Turkish PM’s office says leaked Erdogan recordings are fake
Recep Tayyip Erdogan’s office condemns as fake audio recording allegedly of him discussing how to hide large sums of money
Leaked recordings of the Turkish prime minister and his son allegedly discussing how to hide large sums of money are fake, the premier’s office said, as the government grappled with the latest fallout from a damaging corruption probe.
“The recordings... are the product of an immoral montage and completely untrue,” Erdogan’s office said in a statement late on Monday.
“Those who created this dirty setup targeting the prime minister of the Republic of Turkey will be held accountable within the law.”
The phone conversations, posted on YouTube, allegedly reveal Prime Minister Recep Tayyip Erdogan asking his son Bilal to turn millions of euros in cash stashed at several houses into “zero”.

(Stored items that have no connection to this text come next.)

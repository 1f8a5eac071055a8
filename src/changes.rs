//! Change detection.
//!
//! Given a base git reference and the working tree's `HEAD`, computes the
//! set of repository paths that changed (three-dot semantics: the diff is
//! taken from the merge base) and maps them onto stacks:
//!
//! - **directly**, when a changed path lies under the stack directory;
//! - via **watch files**, when a configured watch path changed;
//! - **transitively**, when a local `module { source = "…" }` reference
//!   inside the stack's `*.tf` files (followed recursively) reaches a
//!   directory containing a changed file. Remote module sources never
//!   propagate change.

use crate::error::{Result, TerrastackError};
use crate::project::ProjectPath;
use crate::stack::Stack;
use crate::tree::Root;
use git2::{BranchType, Repository};
use petgraph::graphmap::DiGraphMap;
use petgraph::visit::Dfs;
use serde::Serialize;
use std::collections::{BTreeSet, HashMap, VecDeque};
use std::path::Path;
use walkdir::WalkDir;

/// The name of the required remote.
const DEFAULT_REMOTE: &str = "origin";
/// The name of the default branch.
const DEFAULT_BRANCH: &str = "main";

/// One changed stack with a human-readable reason.
#[derive(Debug, Clone, PartialEq, Eq, Serialize)]
pub struct ChangedStack {
    /// The stack directory.
    pub stack: ProjectPath,
    /// Why the stack is considered changed.
    pub reason: String,
}

/// The result of change detection.
#[derive(Debug, Clone, Serialize)]
pub struct ChangeSet {
    /// The base reference the diff was computed against.
    pub base_ref: String,
    /// Every changed repository path, sorted.
    pub paths: Vec<ProjectPath>,
    /// Changed stacks in lexicographic order.
    pub stacks: Vec<ChangedStack>,
}

impl ChangeSet {
    /// Whether a stack directory is in the change set.
    #[must_use]
    pub fn contains(&self, dir: &ProjectPath) -> bool {
        self.stacks.iter().any(|c| &c.stack == dir)
    }
}

/// Detects which of `stacks` changed between `base_ref` (default:
/// `HEAD^1` on the default branch, `origin/main` elsewhere) and `HEAD`.
///
/// # Errors
///
/// `NoDefaultRemoteConfig` when the repository lacks an `origin` remote
/// with a `main` branch, `OutdatedLocalRev` when local `main` diverged
/// from `origin/main`, `Git` for underlying repository failures.
pub fn detect(root: &Root, stacks: &[Stack], base_ref: Option<&str>) -> Result<ChangeSet> {
    let repo = Repository::discover(root.host_root())?;
    check_default_remote(&repo)?;

    let head = repo.head()?;
    let branch = head.shorthand().unwrap_or_default().to_string();
    let base_ref = base_ref.map_or_else(
        || {
            if branch == DEFAULT_BRANCH {
                "HEAD^1".to_string()
            } else {
                format!("{DEFAULT_REMOTE}/{DEFAULT_BRANCH}")
            }
        },
        str::to_string,
    );

    let paths = changed_paths(root, &repo, &base_ref)?;
    tracing::info!(
        base = %base_ref,
        branch = %branch,
        changed = paths.len(),
        "computed changed paths"
    );

    let graph = ModuleGraph::build(root, stacks);
    let mut changed = Vec::new();

    let mut ordered: Vec<&Stack> = stacks.iter().collect();
    ordered.sort_by(|a, b| a.dir.cmp(&b.dir));

    for stack in ordered {
        if let Some(reason) = stack_change_reason(stack, &paths, &graph) {
            tracing::debug!(stack = %stack.dir, reason = %reason, "stack changed");
            changed.push(ChangedStack { stack: stack.dir.clone(), reason });
        }
    }

    Ok(ChangeSet { base_ref, paths: paths.into_iter().collect(), stacks: changed })
}

fn check_default_remote(repo: &Repository) -> Result<()> {
    if repo.find_remote(DEFAULT_REMOTE).is_err() {
        return Err(TerrastackError::NoDefaultRemoteConfig {
            message: format!("repository has no '{DEFAULT_REMOTE}' remote"),
        });
    }
    let origin_main = repo
        .find_reference(&format!("refs/remotes/{DEFAULT_REMOTE}/{DEFAULT_BRANCH}"))
        .map_err(|_| TerrastackError::NoDefaultRemoteConfig {
            message: format!("remote '{DEFAULT_REMOTE}' has no '{DEFAULT_BRANCH}' branch"),
        })?;

    if let Ok(local_main) = repo.find_branch(DEFAULT_BRANCH, BranchType::Local) {
        if local_main.get().target() != origin_main.target() {
            return Err(TerrastackError::OutdatedLocalRev {
                message: format!(
                    "local '{DEFAULT_BRANCH}' is not in sync with '{DEFAULT_REMOTE}/{DEFAULT_BRANCH}'"
                ),
            });
        }
    }
    Ok(())
}

/// The paths changed between the merge base of `base_ref`/`HEAD` and
/// `HEAD`, as project paths.
fn changed_paths(root: &Root, repo: &Repository, base_ref: &str) -> Result<BTreeSet<ProjectPath>> {
    let base_commit = repo.revparse_single(base_ref)?.peel_to_commit()?;
    let head_commit = repo.head()?.peel_to_commit()?;

    let merge_base = repo.merge_base(base_commit.id(), head_commit.id())?;
    let merge_base_tree = repo.find_commit(merge_base)?.tree()?;
    let head_tree = head_commit.tree()?;

    let diff = repo.diff_tree_to_tree(Some(&merge_base_tree), Some(&head_tree), None)?;

    let workdir = repo
        .workdir()
        .ok_or_else(|| TerrastackError::Git { message: "repository has no worktree".to_string() })?
        .to_path_buf();

    let mut paths = BTreeSet::new();
    for delta in diff.deltas() {
        for file in [delta.old_file().path(), delta.new_file().path()] {
            let Some(rel) = file else { continue };
            if let Some(path) = ProjectPath::from_host(root.host_root(), &workdir.join(rel)) {
                paths.insert(path);
            }
        }
    }
    Ok(paths)
}

fn stack_change_reason(
    stack: &Stack,
    paths: &BTreeSet<ProjectPath>,
    graph: &ModuleGraph,
) -> Option<String> {
    for path in paths {
        if path.is_inside(&stack.dir) {
            return Some(format!("changed file {path}"));
        }
    }
    for watch in &stack.watch {
        if paths.contains(watch) {
            return Some(format!("watch file {watch}"));
        }
    }
    for module_dir in graph.reachable_from(&stack.dir) {
        if module_dir != stack.dir && paths.iter().any(|p| p.is_inside(&module_dir)) {
            return Some(format!("module {module_dir} changed"));
        }
    }
    None
}

/// The directed graph of local Terraform module references: an edge
/// `a -> b` means some `*.tf` file under `a` sources a module from `b`.
struct ModuleGraph {
    ids: HashMap<ProjectPath, usize>,
    dirs: Vec<ProjectPath>,
    graph: DiGraphMap<usize, ()>,
}

impl ModuleGraph {
    fn build(root: &Root, stacks: &[Stack]) -> Self {
        let mut this = Self { ids: HashMap::new(), dirs: Vec::new(), graph: DiGraphMap::new() };

        let mut queue: VecDeque<ProjectPath> = stacks.iter().map(|s| s.dir.clone()).collect();
        let mut scanned: BTreeSet<ProjectPath> = BTreeSet::new();

        while let Some(dir) = queue.pop_front() {
            if !scanned.insert(dir.clone()) {
                continue;
            }
            let from = this.id_of(&dir);
            for target in local_module_references(root, &dir) {
                let to = this.id_of(&target);
                this.graph.add_edge(from, to, ());
                queue.push_back(target);
            }
        }
        this
    }

    fn id_of(&mut self, dir: &ProjectPath) -> usize {
        if let Some(id) = self.ids.get(dir) {
            return *id;
        }
        let id = self.dirs.len();
        self.dirs.push(dir.clone());
        self.ids.insert(dir.clone(), id);
        self.graph.add_node(id);
        id
    }

    /// Every directory reachable through module references from `dir`.
    fn reachable_from(&self, dir: &ProjectPath) -> Vec<ProjectPath> {
        let Some(&start) = self.ids.get(dir) else {
            return Vec::new();
        };
        let mut out = Vec::new();
        let mut dfs = Dfs::new(&self.graph, start);
        while let Some(id) = dfs.next(&self.graph) {
            out.push(self.dirs[id].clone());
        }
        out
    }
}

/// Scans the `*.tf` files under `dir` for local module sources, resolved
/// against the file's own directory.
fn local_module_references(root: &Root, dir: &ProjectPath) -> Vec<ProjectPath> {
    let host_dir = dir.to_host(root.host_root());
    let mut out = Vec::new();

    for entry in WalkDir::new(&host_dir)
        .into_iter()
        .filter_entry(|e| e.depth() == 0 || !is_hidden(e.path()))
        .filter_map(std::result::Result::ok)
    {
        let path = entry.path();
        let is_tf = path.extension().and_then(|ext| ext.to_str()) == Some("tf");
        if !entry.file_type().is_file() || !is_tf {
            continue;
        }
        let Some(file_dir) =
            path.parent().and_then(|p| ProjectPath::from_host(root.host_root(), p))
        else {
            continue;
        };
        for source in tf_module_sources(path) {
            if !(source.starts_with("./") || source.starts_with("../")) {
                continue;
            }
            if let Some(target) = file_dir.resolve_relative(&source) {
                out.push(target);
            }
        }
    }
    out
}

fn is_hidden(path: &Path) -> bool {
    path.file_name()
        .and_then(|n| n.to_str())
        .is_some_and(|n| n.starts_with('.'))
}

/// The `module { source = "…" }` strings of one Terraform file. Files
/// that fail to parse are skipped with a warning; change detection is
/// best-effort over foreign files.
fn tf_module_sources(path: &Path) -> Vec<String> {
    let Ok(content) = std::fs::read_to_string(path) else {
        return Vec::new();
    };
    let body = match hcl::parse(&content) {
        Ok(body) => body,
        Err(e) => {
            tracing::warn!(file = %path.display(), error = %e, "failed to parse terraform file");
            return Vec::new();
        }
    };

    let mut sources = Vec::new();
    for block in body.blocks() {
        if block.identifier.as_str() != "module" {
            continue;
        }
        for attr in block.body.attributes() {
            if attr.key.as_str() == "source" {
                if let hcl::Expression::String(source) = &attr.expr {
                    sources.push(source.clone());
                }
            }
        }
    }
    sources
}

The leaked discussions, which could not be independently verified, were said to have taken place on December 17, the same day a high-level corruption probe erupted implicating key Erdogan allies.
In one conversation, Erdogan can supposedly be heard briefing Bilal about the police raids, which saw top businessmen and the sons of former cabinet ministers detained on allegations of bribery, gold smuggling and illicit dealings with sanctions-hit Iran.
The prime minister has blamed his ally-turned-rival, US-based Muslim cleric Fethullah Gulen, for instigating the graft probe, accusing him of seeking to create “a parallel state” in Turkey.
Erdogan has retaliated by dismissing or re-assigning hundreds of police officers and prosecutors involved in the investigation.
In a sign of further tensions, the Turkish government on Monday said thousands of influential people, including the premier, cabinet ministers and journalists, had been wiretapped by Gulen supporters in the police and the judiciary.
After the recordings were leaked online, Erdogan held an emergency meeting with his intelligence chief Hakan Fidan, as opposition leaders called for the government’s resignation.
“The government has lost its legitimacy... and must resign immediately,” Haluk Koc, a spokesman for the main opposition Republican People’s Party, told a news conference late on Monday.
Devlet Bahceli, leader of the Nationalist Movement Party (MHP), said the alleged recordings were “dazzling”, and demanded that the prime minister be brought to justice.
Erdogan was due to address a weekly meeting of his Justice and Development Party (AKP) in parliament later on Tuesday.
The political tensions of the past months have battered Turkey’s financial markets, with the lira and stocks tumbling.
The lira stood at 2.2101 to the dollar and 3.0402 to the euro on Tuesday morning. The Istanbul stock exchange BIST 100 declined by 2.41 per cent to reach 62,639.68 points.
Last month, Erdogan rejected allegations that his son was involved in the corruption scandal, which has thrown up the most serious challenge yet to his 11 years in power ahead of key local elections in March.